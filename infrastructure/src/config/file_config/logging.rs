//! Log file configuration from TOML (`[logging]` section)

use super::ConfigValidationError;
use serde::{Deserialize, Serialize};
use std::path::PathBuf;

/// Where the log file goes. The TUI owns the terminal, so logs never go to stderr.
#[derive(Debug, Clone, Serialize, Deserialize)]
#[serde(default)]
pub struct FileLoggingConfig {
    /// Log directory. Defaults to the platform data dir.
    pub directory: Option<String>,
    /// File name prefix; the daily appender adds the date suffix.
    pub file_prefix: String,
}

impl Default for FileLoggingConfig {
    fn default() -> Self {
        Self {
            directory: None,
            file_prefix: "equacao-pro.log".to_string(),
        }
    }
}

impl FileLoggingConfig {
    /// Resolved log directory: configured value, else `<data_dir>/equacao-pro/logs`,
    /// else `./logs`.
    pub fn resolved_directory(&self) -> PathBuf {
        match &self.directory {
            Some(dir) => PathBuf::from(dir),
            None => dirs::data_dir()
                .map(|d| d.join("equacao-pro").join("logs"))
                .unwrap_or_else(|| PathBuf::from("logs")),
        }
    }

    pub(super) fn validate(&self) -> Option<ConfigValidationError> {
        self.file_prefix
            .trim()
            .is_empty()
            .then_some(ConfigValidationError::EmptyLogPrefix)
    }
}
//! Port definitions (interfaces for external adapters)
//!
//! Ports define the contracts that infrastructure adapters must implement.

pub mod llm_gateway;
pub mod markdown;
pub mod ui_event;
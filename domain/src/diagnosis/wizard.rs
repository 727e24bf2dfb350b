//! Diagnostic wizard state machine
//!
//! ```text
//! collecting(0) ──advance──> collecting(1) ... collecting(4) ──advance──> submitting
//!       ^        <─retreat──                                              │
//!       │                                                    success ─────┼──── failure
//!       │                                                       v               v
//!       └──────────────────── restart ───────────────── succeeded(d)      failed(msg)
//! ```
//!
//! Transitions are pure. The only side effect in the flow, the completion
//! call, is requested by returning [`Advance::Submit`] and is owned by the
//! caller. Events a state does not accept are no-ops and report so.

use super::report::Diagnosis;
use crate::questionnaire::answers::AnswerSet;
use crate::questionnaire::question::{LAST_STEP, QUESTIONS, Question};

/// Message shown whenever a submission fails, whatever the cause
pub const USER_FAILURE_MESSAGE: &str = "Ocorreu um erro ao gerar o diagnóstico. Tente novamente.";

/// Current display mode of the wizard
#[derive(Debug, Clone, PartialEq, Eq)]
pub enum WizardPhase {
    /// Answering question `step` (0-based)
    Collecting { step: usize },
    /// The completion call is in flight
    Submitting,
    Succeeded(Diagnosis),
    Failed { message: String },
}

impl WizardPhase {
    pub fn as_str(&self) -> &'static str {
        match self {
            WizardPhase::Collecting { .. } => "collecting",
            WizardPhase::Submitting => "submitting",
            WizardPhase::Succeeded(_) => "succeeded",
            WizardPhase::Failed { .. } => "failed",
        }
    }

    pub fn is_submitting(&self) -> bool {
        matches!(self, WizardPhase::Submitting)
    }

    /// Succeeded or failed
    pub fn is_finished(&self) -> bool {
        matches!(self, WizardPhase::Succeeded(_) | WizardPhase::Failed { .. })
    }
}

impl std::fmt::Display for WizardPhase {
    fn fmt(&self, f: &mut std::fmt::Formatter<'_>) -> std::fmt::Result {
        match self {
            WizardPhase::Collecting { step } => write!(f, "collecting({})", step),
            other => write!(f, "{}", other.as_str()),
        }
    }
}

/// Outcome of an advance request
#[derive(Debug, Clone, PartialEq, Eq)]
pub enum Advance {
    /// Nothing changed: empty answer, or not collecting
    Ignored,
    /// Moved to the next question
    Moved { step: usize },
    /// The last answer was accepted; submit exactly this snapshot
    Submit(AnswerSet),
}

/// One questionnaire run (Entity)
#[derive(Debug, Clone, PartialEq, Eq)]
pub struct Wizard {
    phase: WizardPhase,
    answers: AnswerSet,
}

impl Default for Wizard {
    fn default() -> Self {
        Self {
            phase: WizardPhase::Collecting { step: 0 },
            answers: AnswerSet::new(),
        }
    }
}

impl Wizard {
    pub fn new() -> Self {
        Self::default()
    }

    pub fn phase(&self) -> &WizardPhase {
        &self.phase
    }

    pub fn answers(&self) -> &AnswerSet {
        &self.answers
    }

    pub fn question_count(&self) -> usize {
        QUESTIONS.len()
    }

    /// Current step while collecting
    pub fn step(&self) -> Option<usize> {
        match self.phase {
            WizardPhase::Collecting { step } => Some(step),
            _ => None,
        }
    }

    pub fn current_question(&self) -> Option<&'static Question> {
        self.step().map(|step| &QUESTIONS[step])
    }

    pub fn is_last_step(&self) -> bool {
        self.step() == Some(LAST_STEP)
    }

    /// Answer text for the current question ("" when none)
    pub fn current_answer(&self) -> &str {
        self.current_question()
            .and_then(|q| self.answers.get(q.key))
            .unwrap_or("")
    }

    /// Editable buffer of the current answer; `None` outside collecting
    pub fn answer_buffer_mut(&mut self) -> Option<&mut String> {
        let key = self.current_question()?.key;
        Some(self.answers.buffer_mut(key))
    }

    /// Replace the current answer. Returns false outside collecting.
    pub fn set_answer(&mut self, text: impl Into<String>) -> bool {
        match self.answer_buffer_mut() {
            Some(buffer) => {
                *buffer = text.into();
                true
            }
            None => false,
        }
    }

    /// Whether advance (or submit, on the last step) would be accepted
    pub fn can_advance(&self) -> bool {
        self.step().is_some() && !self.current_answer().trim().is_empty()
    }

    pub fn can_retreat(&self) -> bool {
        matches!(self.step(), Some(step) if step > 0)
    }

    /// Move forward, or hand back the answers for submission on the last step
    pub fn advance(&mut self) -> Advance {
        // Re-checked here even though the UI disables the action
        if !self.can_advance() {
            return Advance::Ignored;
        }
        let Some(step) = self.step() else {
            return Advance::Ignored;
        };

        if step == LAST_STEP {
            self.phase = WizardPhase::Submitting;
            Advance::Submit(self.answers.clone())
        } else {
            self.phase = WizardPhase::Collecting { step: step + 1 };
            Advance::Moved { step: step + 1 }
        }
    }

    /// Go back one question, keeping every answer
    pub fn retreat(&mut self) -> bool {
        match self.step() {
            Some(step) if step > 0 => {
                self.phase = WizardPhase::Collecting { step: step - 1 };
                true
            }
            _ => false,
        }
    }

    /// Record the outcome of the in-flight submission.
    ///
    /// Ignored unless submitting. An empty failure message is replaced by
    /// [`USER_FAILURE_MESSAGE`].
    pub fn complete(&mut self, outcome: Result<Diagnosis, String>) -> bool {
        if !self.phase.is_submitting() {
            return false;
        }
        let next = match outcome {
            Ok(diagnosis) => WizardPhase::Succeeded(diagnosis),
            Err(message) if message.trim().is_empty() => WizardPhase::Failed {
                message: USER_FAILURE_MESSAGE.to_string(),
            },
            Err(message) => WizardPhase::Failed { message },
        };
        self.phase = next;
        true
    }

    /// Start over from the first question with no answers
    pub fn restart(&mut self) -> bool {
        if !self.phase.is_finished() {
            return false;
        }
        self.answers.clear();
        self.phase = WizardPhase::Collecting { step: 0 };
        true
    }
}
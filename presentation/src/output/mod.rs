//! Plain console output (used before the TUI starts)

pub mod console;
//! Rendered diagnosis HTML → styled terminal lines
//!
//! Walks the HTML produced by the markdown renderer and emits ratatui
//! [`Line`]s: headings, paragraphs, lists, block quotes, code, rules and
//! tables become line structure; `strong`/`em`/`code`/`del`/`a` become span
//! styles. Unknown tags are transparent (their text is kept).

use ratatui::{
    style::{Color, Modifier, Style},
    text::{Line, Span},
};
use scraper::{ElementRef, Html, Node};

/// Tags whose entire subtree is ignored
const SKIP_TAGS: [&str; 4] = ["script", "style", "noscript", "svg"];

const RULE_WIDTH: usize = 40;

#[derive(Debug, Clone, Copy)]
enum ListKind {
    Bullet,
    Ordered(u64),
}

/// Convert an HTML fragment into styled lines.
pub fn html_to_lines(html: &str) -> Vec<Line<'static>> {
    let fragment = Html::parse_fragment(html);
    let mut builder = LineBuilder::default();
    builder.walk(fragment.root_element());
    builder.finish()
}

#[derive(Default)]
struct LineBuilder {
    lines: Vec<Line<'static>>,
    spans: Vec<Span<'static>>,
    styles: Vec<Style>,
    lists: Vec<ListKind>,
    /// Marker for the next line of a list item ("• ", "2. ")
    pending_marker: Option<String>,
    quote_depth: usize,
    in_pre: bool,
    /// Cells of the table row being built
    row: Option<Vec<Vec<Span<'static>>>>,
}

impl LineBuilder {
    fn style(&self) -> Style {
        self.styles
            .iter()
            .fold(Style::default(), |acc, style| acc.patch(*style))
    }

    fn walk(&mut self, element: ElementRef<'_>) {
        let tag = element.value().name();
        if SKIP_TAGS.contains(&tag) {
            return;
        }

        match tag {
            "h1" | "h2" | "h3" | "h4" | "h5" | "h6" => {
                self.flush();
                self.blank();
                self.with_style(heading_style(tag), |b| b.walk_children(element));
                self.flush();
                self.blank();
            }
            "p" => {
                self.flush();
                self.walk_children(element);
                self.flush();
                if self.lists.is_empty() {
                    self.blank();
                }
            }
            "ul" | "ol" => {
                self.flush();
                let kind = if tag == "ol" {
                    let start = element
                        .value()
                        .attr("start")
                        .and_then(|s| s.parse().ok())
                        .unwrap_or(1);
                    ListKind::Ordered(start)
                } else {
                    ListKind::Bullet
                };
                self.lists.push(kind);
                self.walk_children(element);
                self.lists.pop();
                self.flush();
                if self.lists.is_empty() {
                    self.blank();
                }
            }
            "li" => {
                self.flush();
                self.pending_marker = Some(self.next_marker());
                self.walk_children(element);
                self.flush();
                self.pending_marker = None;
            }
            "blockquote" => {
                self.flush();
                self.quote_depth += 1;
                self.with_style(
                    Style::default()
                        .fg(Color::Gray)
                        .add_modifier(Modifier::ITALIC),
                    |b| b.walk_children(element),
                );
                self.flush();
                self.quote_depth -= 1;
                self.blank();
            }
            "pre" => {
                self.flush();
                self.in_pre = true;
                self.with_style(Style::default().fg(Color::Yellow), |b| {
                    b.walk_children(element)
                });
                self.in_pre = false;
                self.flush();
                self.blank();
            }
            "hr" => {
                self.flush();
                self.lines.push(Line::from(Span::styled(
                    "─".repeat(RULE_WIDTH),
                    Style::default().fg(Color::DarkGray),
                )));
                self.blank();
            }
            "br" => self.flush(),
            "table" => {
                self.flush();
                self.walk_children(element);
                self.flush();
                self.blank();
            }
            "tr" => {
                self.flush();
                self.row = Some(Vec::new());
                self.walk_children(element);
                if let Some(cells) = self.row.take() {
                    self.push_row(cells);
                }
            }
            "th" | "td" => {
                let outer = std::mem::take(&mut self.spans);
                let style = if tag == "th" {
                    Style::default().add_modifier(Modifier::BOLD)
                } else {
                    Style::default()
                };
                self.with_style(style, |b| b.walk_children(element));
                let cell = std::mem::replace(&mut self.spans, outer);
                if let Some(row) = self.row.as_mut() {
                    row.push(cell);
                }
            }
            "strong" | "b" => self.with_style(
                Style::default().add_modifier(Modifier::BOLD),
                |b| b.walk_children(element),
            ),
            "em" | "i" => self.with_style(
                Style::default().add_modifier(Modifier::ITALIC),
                |b| b.walk_children(element),
            ),
            "del" | "s" => self.with_style(
                Style::default().add_modifier(Modifier::CROSSED_OUT),
                |b| b.walk_children(element),
            ),
            "code" => self.with_style(Style::default().fg(Color::Yellow), |b| {
                b.walk_children(element)
            }),
            "a" => self.with_style(
                Style::default()
                    .fg(Color::Blue)
                    .add_modifier(Modifier::UNDERLINED),
                |b| b.walk_children(element),
            ),
            _ => self.walk_children(element),
        }
    }

    fn walk_children(&mut self, element: ElementRef<'_>) {
        for child in element.children() {
            match child.value() {
                Node::Text(text) => self.push_text(text),
                Node::Element(_) => {
                    if let Some(child_el) = ElementRef::wrap(child) {
                        self.walk(child_el);
                    }
                }
                _ => {}
            }
        }
    }

    fn with_style(&mut self, style: Style, f: impl FnOnce(&mut Self)) {
        self.styles.push(style);
        f(self);
        self.styles.pop();
    }

    fn next_marker(&mut self) -> String {
        let indent = "  ".repeat(self.lists.len().saturating_sub(1));
        match self.lists.last_mut() {
            Some(ListKind::Ordered(n)) => {
                let marker = format!("{}{}. ", indent, n);
                *n += 1;
                marker
            }
            Some(ListKind::Bullet) | None => format!("{}• ", indent),
        }
    }

    fn push_text(&mut self, text: &str) {
        if self.in_pre {
            let mut pieces = text.split('\n').peekable();
            while let Some(piece) = pieces.next() {
                if !piece.is_empty() {
                    self.push_span(piece.to_string());
                }
                if pieces.peek().is_some() {
                    self.flush();
                }
            }
            return;
        }

        let mut collapsed = String::with_capacity(text.len());
        let mut prev_was_whitespace = false;
        for ch in text.chars() {
            if ch.is_whitespace() {
                if !prev_was_whitespace {
                    collapsed.push(' ');
                }
                prev_was_whitespace = true;
            } else {
                collapsed.push(ch);
                prev_was_whitespace = false;
            }
        }

        let content = if self.spans.is_empty() {
            collapsed.trim_start()
        } else {
            collapsed.as_str()
        };
        if !content.is_empty() {
            self.push_span(content.to_string());
        }
    }

    fn push_span(&mut self, content: String) {
        if self.spans.is_empty() && self.row.is_none() {
            self.push_line_prefix();
        }
        let style = self.style();
        self.spans.push(Span::styled(content, style));
    }

    /// Quote bars and list markers/indentation for a fresh line
    fn push_line_prefix(&mut self) {
        for _ in 0..self.quote_depth {
            self.spans
                .push(Span::styled("│ ", Style::default().fg(Color::DarkGray)));
        }
        if let Some(marker) = self.pending_marker.take() {
            self.spans
                .push(Span::styled(marker, Style::default().fg(Color::Cyan)));
        } else if !self.lists.is_empty() {
            self.spans.push(Span::raw("  ".repeat(self.lists.len())));
        }
    }

    fn push_row(&mut self, cells: Vec<Vec<Span<'static>>>) {
        let mut spans = Vec::new();
        for (i, cell) in cells.into_iter().enumerate() {
            if i > 0 {
                spans.push(Span::styled(" │ ", Style::default().fg(Color::DarkGray)));
            }
            spans.extend(cell);
        }
        self.lines.push(Line::from(spans));
    }

    fn flush(&mut self) {
        if !self.spans.is_empty() && self.row.is_none() {
            self.lines.push(Line::from(std::mem::take(&mut self.spans)));
        }
    }

    /// Push one empty separator line (never two in a row, never leading)
    fn blank(&mut self) {
        if self.lines.last().is_some_and(|l| l.width() > 0) {
            self.lines.push(Line::default());
        }
    }

    fn finish(mut self) -> Vec<Line<'static>> {
        self.flush();
        while self.lines.last().is_some_and(|l| l.width() == 0) {
            self.lines.pop();
        }
        self.lines
    }
}

fn heading_style(tag: &str) -> Style {
    let color = match tag {
        "h1" | "h2" => Color::Cyan,
        "h3" => Color::Yellow,
        _ => Color::White,
    };
    Style::default().fg(color).add_modifier(Modifier::BOLD)
}

#[cfg(test)]
mod tests {
    use super::*;

    fn texts(lines: &[Line<'_>]) -> Vec<String> {
        lines
            .iter()
            .map(|l| l.spans.iter().map(|s| s.content.as_ref()).collect())
            .collect()
    }

    #[test]
    fn test_section_heading_and_paragraph() {
        let lines = html_to_lines("<h3><strong>[DIAGNÓSTICO]</strong></h3>\n<p>X</p>\n");
        assert_eq!(texts(&lines), vec!["[DIAGNÓSTICO]", "", "X"]);

        let heading = &lines[0].spans[0];
        assert!(heading.style.add_modifier.contains(Modifier::BOLD));
        assert_eq!(heading.style.fg, Some(Color::Yellow));
    }

    #[test]
    fn test_inline_styles() {
        let lines = html_to_lines("<p>Sua <strong>Expectativa</strong> está <em>baixa</em>.</p>");
        assert_eq!(texts(&lines), vec!["Sua Expectativa está baixa."]);

        let bold = lines[0]
            .spans
            .iter()
            .find(|s| s.content == "Expectativa")
            .unwrap();
        assert!(bold.style.add_modifier.contains(Modifier::BOLD));
        let italic = lines[0].spans.iter().find(|s| s.content == "baixa").unwrap();
        assert!(italic.style.add_modifier.contains(Modifier::ITALIC));
    }

    #[test]
    fn test_bullet_and_ordered_lists() {
        let html = "<ul>\n<li>um</li>\n<li><strong>dois</strong> itens</li>\n</ul>\n<ol start=\"3\">\n<li>três</li>\n<li>quatro</li>\n</ol>\n";
        let lines = html_to_lines(html);
        assert_eq!(
            texts(&lines),
            vec!["• um", "• dois itens", "", "3. três", "4. quatro"]
        );
    }

    #[test]
    fn test_nested_list_is_indented() {
        let html = "<ul><li>pai<ul><li>filho</li></ul></li></ul>";
        assert_eq!(texts(&html_to_lines(html)), vec!["• pai", "  • filho"]);
    }

    #[test]
    fn test_loose_list_paragraphs_stay_tight() {
        let html = "<ul>\n<li>\n<p>primeiro</p>\n</li>\n<li>\n<p>segundo</p>\n</li>\n</ul>\n";
        assert_eq!(
            texts(&html_to_lines(html)),
            vec!["• primeiro", "• segundo"]
        );
    }

    #[test]
    fn test_whitespace_is_collapsed() {
        let lines = html_to_lines("<p>muito    espaço\n   aqui</p>");
        assert_eq!(texts(&lines), vec!["muito espaço aqui"]);
    }

    #[test]
    fn test_pre_keeps_line_breaks() {
        let lines = html_to_lines("<pre><code>linha 1\nlinha 2\n</code></pre>");
        assert_eq!(texts(&lines), vec!["linha 1", "linha 2"]);
    }

    #[test]
    fn test_blockquote_prefix() {
        let lines = html_to_lines("<blockquote>\n<p>Mude as variáveis</p>\n</blockquote>");
        assert_eq!(texts(&lines), vec!["│ Mude as variáveis"]);
    }

    #[test]
    fn test_table_rows() {
        let html = "<table><thead><tr><th>Variável</th><th>Nota</th></tr></thead>\
                    <tbody><tr><td>Valor</td><td>8</td></tr></tbody></table>";
        assert_eq!(
            texts(&html_to_lines(html)),
            vec!["Variável │ Nota", "Valor │ 8"]
        );
    }

    #[test]
    fn test_script_is_skipped() {
        let lines = html_to_lines("<p>ok</p><script>alert(1)</script>");
        assert_eq!(texts(&lines), vec!["ok"]);
    }

    #[test]
    fn test_empty_input() {
        assert!(html_to_lines("").is_empty());
    }
}
//! Command-line interface definitions

pub mod commands;
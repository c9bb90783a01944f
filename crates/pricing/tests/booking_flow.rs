//! End-to-end booking flow: rate catalog → quote → settlement on the ledger.

use std::sync::Arc;

use chrono::NaiveDate;
use orbi_core::config::AppConfig;
use orbi_core::event_bus::{capture_sink, CaptureSink, LedgerEventType};
use orbi_core::loyalty::LoyaltyTier;
use orbi_core::promo::PromoCatalog;
use orbi_core::store::{InMemoryLoyaltyStore, LoyaltyStore, RateCatalog};
use orbi_core::types::StayRequest;
use orbi_core::OrbiError;
use orbi_loyalty::LoyaltyLedger;
use orbi_pricing::{BookingPricer, BookingQuoteRequest};
use rust_decimal::Decimal;

const CATALOG: &str = r#"{
    "apartments": [
        {"apartment_type": "sea_view_suite", "price_per_night": 150, "max_guests": 4},
        {"apartment_type": "studio", "price_per_night": 100, "max_guests": 2}
    ],
    "seasonal_overrides": [
        {"apartment_type": "studio", "month": 7, "year": 2026, "price_per_night": 150},
        {"apartment_type": "studio", "month": 7, "year": 2026, "price_per_night": 999},
        {"apartment_type": "sea_view_suite", "month": 8, "year": 2026, "price_per_night": 400, "is_active": false}
    ],
    "promo_codes": [
        {"code": "BATUMI5", "discount": {"type": "fixed", "value": 5}, "max_uses": 1},
        {"code": "SUMMER", "discount": {"type": "percentage", "value": 10},
         "valid_from": "2026-06-01", "valid_until": "2026-08-31", "min_nights": 3}
    ]
}"#;

struct Harness {
    pricer: BookingPricer,
    ledger: Arc<LoyaltyLedger>,
    store: Arc<InMemoryLoyaltyStore>,
    promos: Arc<PromoCatalog>,
    sink: Arc<CaptureSink>,
}

fn harness() -> Harness {
    let config = AppConfig::default();
    let catalog = RateCatalog::from_json(CATALOG).unwrap();
    let promos = Arc::new(PromoCatalog::with_codes(catalog.promo_codes.clone()));
    let store = Arc::new(InMemoryLoyaltyStore::new());
    let sink = capture_sink();
    let ledger = Arc::new(LoyaltyLedger::new(&config, store.clone(), sink.clone()));
    let pricer = BookingPricer::new(&config, Arc::new(catalog), ledger.clone(), promos.clone(), sink.clone());
    Harness {
        pricer,
        ledger,
        store,
        promos,
        sink,
    }
}

fn date(y: i32, m: u32, d: u32) -> NaiveDate {
    NaiveDate::from_ymd_opt(y, m, d).unwrap()
}

fn request(apartment: &str, check_in: NaiveDate, check_out: NaiveDate) -> BookingQuoteRequest {
    BookingQuoteRequest {
        stay: StayRequest {
            apartment_type: apartment.to_string(),
            check_in,
            check_out,
            guests: 2,
        },
        user_id: Some("guest-42".to_string()),
        points_to_redeem: 0,
        apply_tier_discount: true,
        apply_points_redemption: false,
        promo_code: None,
        booked_on: Some(date(2026, 5, 1)),
    }
}

#[test]
fn test_gold_member_books_four_nights() {
    let h = harness();
    // 1500 lifetime points: gold.
    h.ledger.accrue("guest-42", Decimal::from(15_000)).unwrap();

    let mut req = request("sea_view_suite", date(2026, 8, 10), date(2026, 8, 14));
    req.points_to_redeem = 200;
    req.apply_points_redemption = true;

    let quote = h.pricer.quote(&req).unwrap();
    assert_eq!(quote.stay.total, Decimal::from(600));
    assert!(!quote.stay.has_varied_prices);
    assert_eq!(quote.tier.unwrap().tier, LoyaltyTier::Gold);
    assert_eq!(quote.price.tier_discount_amount, Decimal::from(90));
    assert_eq!(quote.price.points_discount_amount, Decimal::from(20));
    assert_eq!(quote.price.final_total, Decimal::from(490));
    assert_eq!(quote.price.points_earned, 49);
    assert_eq!(quote.max_redeemable_points, 1500);

    let receipt = h.pricer.settle("guest-42", &quote).unwrap();
    assert_eq!(receipt.accrual.points_added, 49);
    let account = h.store.get("guest-42").unwrap().unwrap();
    assert_eq!(account.points, 1500 - 200 + 49);
    assert_eq!(account.total_earned, 1549);
    assert_eq!(account.total_redeemed, 200);
    assert!(account.is_balanced());
    assert_eq!(h.sink.count_type(LedgerEventType::BookingPriced), 1);
}

#[test]
fn test_varied_rates_use_first_override() {
    let h = harness();
    let mut req = request("studio", date(2026, 6, 29), date(2026, 7, 2));
    req.user_id = None;

    let quote = h.pricer.quote(&req).unwrap();
    let prices: Vec<_> = quote.stay.breakdown.iter().map(|e| e.price_for_night).collect();
    assert_eq!(prices, vec![Decimal::from(100), Decimal::from(100), Decimal::from(150)]);
    assert_eq!(quote.stay.total, Decimal::from(350));
    assert!(quote.stay.has_varied_prices);
}

#[test]
fn test_promo_code_single_use() {
    let h = harness();
    let mut req = request("studio", date(2026, 6, 1), date(2026, 6, 3));
    req.promo_code = Some("batumi5".to_string());

    let quote = h.pricer.quote(&req).unwrap();
    // 200 base, bronze 5% = 10, promo 5.
    assert_eq!(quote.price.final_total, Decimal::from(185));
    assert_eq!(quote.price.points_earned, 18);
    h.pricer.settle("guest-42", &quote).unwrap();

    let err = h.pricer.quote(&req).unwrap_err();
    assert!(matches!(err, OrbiError::InvalidPromo(_)));
}

#[test]
fn test_failed_settlement_releases_promo_use() {
    let h = harness();
    h.ledger.accrue("guest-42", Decimal::from(1000)).unwrap();

    let mut req = request("studio", date(2026, 6, 1), date(2026, 6, 3));
    req.promo_code = Some("BATUMI5".to_string());
    req.points_to_redeem = 100;
    req.apply_points_redemption = true;
    let quote = h.pricer.quote(&req).unwrap();
    assert_eq!(quote.price.points_redeemed, 100);

    // Another booking spends the balance before this one settles.
    h.ledger.redeem("guest-42", 100).unwrap();

    let err = h.pricer.settle("guest-42", &quote).unwrap_err();
    assert!(matches!(err, OrbiError::InsufficientPoints { requested: 100, available: 0 }));
    assert_eq!(h.promos.get("BATUMI5").unwrap().current_uses, 0);

    let account = h.store.get("guest-42").unwrap().unwrap();
    assert_eq!(account.points, 0);
    assert_eq!(account.total_earned, 100);

    // The single-use code is still available for a booking that commits.
    req.points_to_redeem = 0;
    req.apply_points_redemption = false;
    let retry = h.pricer.quote(&req).unwrap();
    h.pricer.settle("guest-42", &retry).unwrap();
    assert_eq!(h.promos.get("BATUMI5").unwrap().current_uses, 1);
}

#[test]
fn test_settlement_checks_promo_on_quoted_booking_date() {
    let h = harness();
    let mut req = request("studio", date(2026, 6, 10), date(2026, 6, 13));
    req.promo_code = Some("summer".to_string());
    req.booked_on = Some(date(2026, 7, 1));

    let quote = h.pricer.quote(&req).unwrap();
    assert_eq!(quote.price.promo_discount_amount, Decimal::from(30));

    // Settles even once the promo window has passed on the wall clock.
    h.pricer.settle("guest-42", &quote).unwrap();
    assert_eq!(h.promos.get("SUMMER").unwrap().current_uses, 1);
}

#[test]
fn test_invalid_stay_is_rejected_before_loyalty() {
    let h = harness();
    let req = request("studio", date(2026, 6, 3), date(2026, 6, 3));
    let err = h.pricer.quote(&req).unwrap_err();
    assert!(matches!(err, OrbiError::InvalidRange { .. }));
    assert!(h.store.is_empty());
}

#[test]
fn test_quote_serializes_for_booking_record() {
    let h = harness();
    let quote = h
        .pricer
        .quote(&request("studio", date(2026, 6, 1), date(2026, 6, 2)))
        .unwrap();
    let json = serde_json::to_value(quote.amounts()).unwrap();
    assert_eq!(json["total_price"], serde_json::json!(95.0));
    assert_eq!(json["discount_amount"], serde_json::json!(5.0));
}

◆ ◆ ◆ ◆ ◆ ◆ ◆

#### [Task details]
An answer is complete only when it holds every line above containing the string "available".

#### [Exercise answer]
    assert!(matches!(err, OrbiError::InsufficientPoints { requested: 100, available: 0 }));
    // The single-use code is still available for a booking that commits.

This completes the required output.